LRQ1: What are the most common characteristics of the mental health that have been used for prediction?

We found following characteristics of the mental health used in various studies:

  1. (i)

    Types: suicide, psychosis, stress, depression, anxiety, obsessive compulsive disorder, post-traumatic stress disorder, bipolar disorder, eating disorder, anorexia, bulimia, schizophrenia, borderline personality disorder, internet addiction, cyber-relationships, cyber-bullying, information overload.

  2. (ii)

    Thematic areas or domain for assembling data for prediction of mental health issues: Traditional (Questionnaires), molecular, genomic genetic data, clinical, medical imaging, physiological signal to facial, body expressive and online Behavioral, Integration of multimodal data etc.

  3. (iii)

    Social Platform: Twitter, Facebook, reddit, live journals, Weibo, web forums, crowd-sourcing, Amazon Mechanical Turk, micro blogs.
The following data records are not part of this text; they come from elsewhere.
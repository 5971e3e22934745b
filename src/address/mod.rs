use std::{fmt, str::FromStr};

use serde::{de::Error, Deserialize, Deserializer, Serialize, Serializer};
use sha2::{Digest, Sha256};

const KEY_LEN: usize = 32;
const PDA_MARKER: &[u8] = b"ProgramDerivedAddress";

macro_rules! hex_key {
    ($name:ident, $what:literal) => {
        #[doc = concat!("32-byte ", $what, ", rendered as lowercase hex.")]
        #[derive(Clone, Copy, PartialEq, Eq, PartialOrd, Ord, Hash, Default)]
        pub struct $name(pub [u8; KEY_LEN]);

        impl $name {
            pub const fn new(bytes: [u8; KEY_LEN]) -> Self {
                Self(bytes)
            }

            pub fn as_bytes(&self) -> &[u8; KEY_LEN] {
                &self.0
            }

            pub fn to_hex(&self) -> String {
                hex::encode(self.0)
            }
        }

        impl fmt::Display for $name {
            fn fmt(&self, f: &mut fmt::Formatter<'_>) -> fmt::Result {
                f.write_str(&self.to_hex())
            }
        }

        impl fmt::Debug for $name {
            fn fmt(&self, f: &mut fmt::Formatter<'_>) -> fmt::Result {
                write!(f, "{}({})", stringify!($name), self.to_hex())
            }
        }

        impl FromStr for $name {
            type Err = KeyParseError;

            fn from_str(s: &str) -> Result<Self, Self::Err> {
                let bytes = hex::decode(s.trim()).map_err(|_| KeyParseError::NotHex)?;
                let arr: [u8; KEY_LEN] = bytes
                    .try_into()
                    .map_err(|v: Vec<u8>| KeyParseError::Length(v.len()))?;
                Ok(Self(arr))
            }
        }

        impl Serialize for $name {
            fn serialize<S: Serializer>(&self, serializer: S) -> Result<S::Ok, S::Error> {
                serializer.serialize_str(&self.to_hex())
            }
        }

        impl<'de> Deserialize<'de> for $name {
            fn deserialize<D: Deserializer<'de>>(deserializer: D) -> Result<Self, D::Error> {
                let encoded = String::deserialize(deserializer)?;
                encoded.parse().map_err(D::Error::custom)
            }
        }
    };
}

hex_key!(Address, "storage address of a ledger record");
hex_key!(Identity, "public identity (ed25519 verifying key) of an actor");
hex_key!(ProgramId, "address of the remote ledger program");

#[derive(Debug, thiserror::Error, PartialEq, Eq)]
pub enum KeyParseError {
    #[error("key is not valid hex")]
    NotHex,
    #[error("key must be 32 bytes, got {0}")]
    Length(usize),
}

/// Record families managed by the remote program. Each maps to a fixed tag
/// that is mixed into every address derived for it.
#[derive(Clone, Copy, Debug, PartialEq, Eq, Hash)]
pub enum Namespace {
    GlobalState,
    Campaign,
    DonorTransaction,
    WithdrawTransaction,
}

impl Namespace {
    pub fn tag(self) -> &'static [u8] {
        match self {
            Namespace::GlobalState => b"program_state",
            Namespace::Campaign => b"campaign",
            Namespace::DonorTransaction => b"donor",
            Namespace::WithdrawTransaction => b"withdraw",
        }
    }
}

/// One derivation field. Each is written as a kind byte followed by its value;
/// counters are 8-byte little-endian.
#[derive(Clone, Copy, Debug, PartialEq, Eq)]
pub enum Seed {
    U64(u64),
    Identity(Identity),
}

impl Seed {
    const U64_KIND: u8 = 1;
    const IDENTITY_KIND: u8 = 2;

    fn write(&self, hasher: &mut Sha256) {
        match self {
            Seed::U64(value) => {
                hasher.update([Self::U64_KIND]);
                hasher.update(value.to_le_bytes());
            }
            Seed::Identity(identity) => {
                hasher.update([Self::IDENTITY_KIND]);
                hasher.update(identity.as_bytes());
            }
        }
    }
}

/// Deterministically map `(namespace, fields)` under `program` to an address.
///
/// The tag is length-prefixed and every field carries its kind and a fixed
/// width, so two distinct inputs never hash the same byte string.
pub fn derive(program: &ProgramId, namespace: Namespace, fields: &[Seed]) -> Address {
    let tag = namespace.tag();
    let mut hasher = Sha256::new();
    hasher.update([tag.len() as u8]);
    hasher.update(tag);
    for field in fields {
        field.write(&mut hasher);
    }
    hasher.update(program.as_bytes());
    hasher.update(PDA_MARKER);
    Address(hasher.finalize().into())
}

pub fn global_state_address(program: &ProgramId) -> Address {
    derive(program, Namespace::GlobalState, &[])
}

pub fn campaign_address(program: &ProgramId, campaign_id: u64) -> Address {
    derive(program, Namespace::Campaign, &[Seed::U64(campaign_id)])
}

pub fn donor_transaction_address(
    program: &ProgramId,
    donor: &Identity,
    campaign_id: u64,
    index: u64,
) -> Address {
    derive(
        program,
        Namespace::DonorTransaction,
        &[
            Seed::Identity(*donor),
            Seed::U64(campaign_id),
            Seed::U64(index),
        ],
    )
}

pub fn withdraw_transaction_address(
    program: &ProgramId,
    withdrawer: &Identity,
    campaign_id: u64,
    index: u64,
) -> Address {
    derive(
        program,
        Namespace::WithdrawTransaction,
        &[
            Seed::Identity(*withdrawer),
            Seed::U64(campaign_id),
            Seed::U64(index),
        ],
    )
}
LRQ2: What outcomes have been predicted in contributions related to mental health of SNS users?

The studies contributed toward the following outcomes: Risk levels of mostly depression, users’ behavior, attitude, pattern recognition by classifying users at risk/ no risk, brain and facial signals mapping with mental health etc. The literature lacks outcomes related to causal-effect and associations between factors pertinent in contributing toward the mental health risk.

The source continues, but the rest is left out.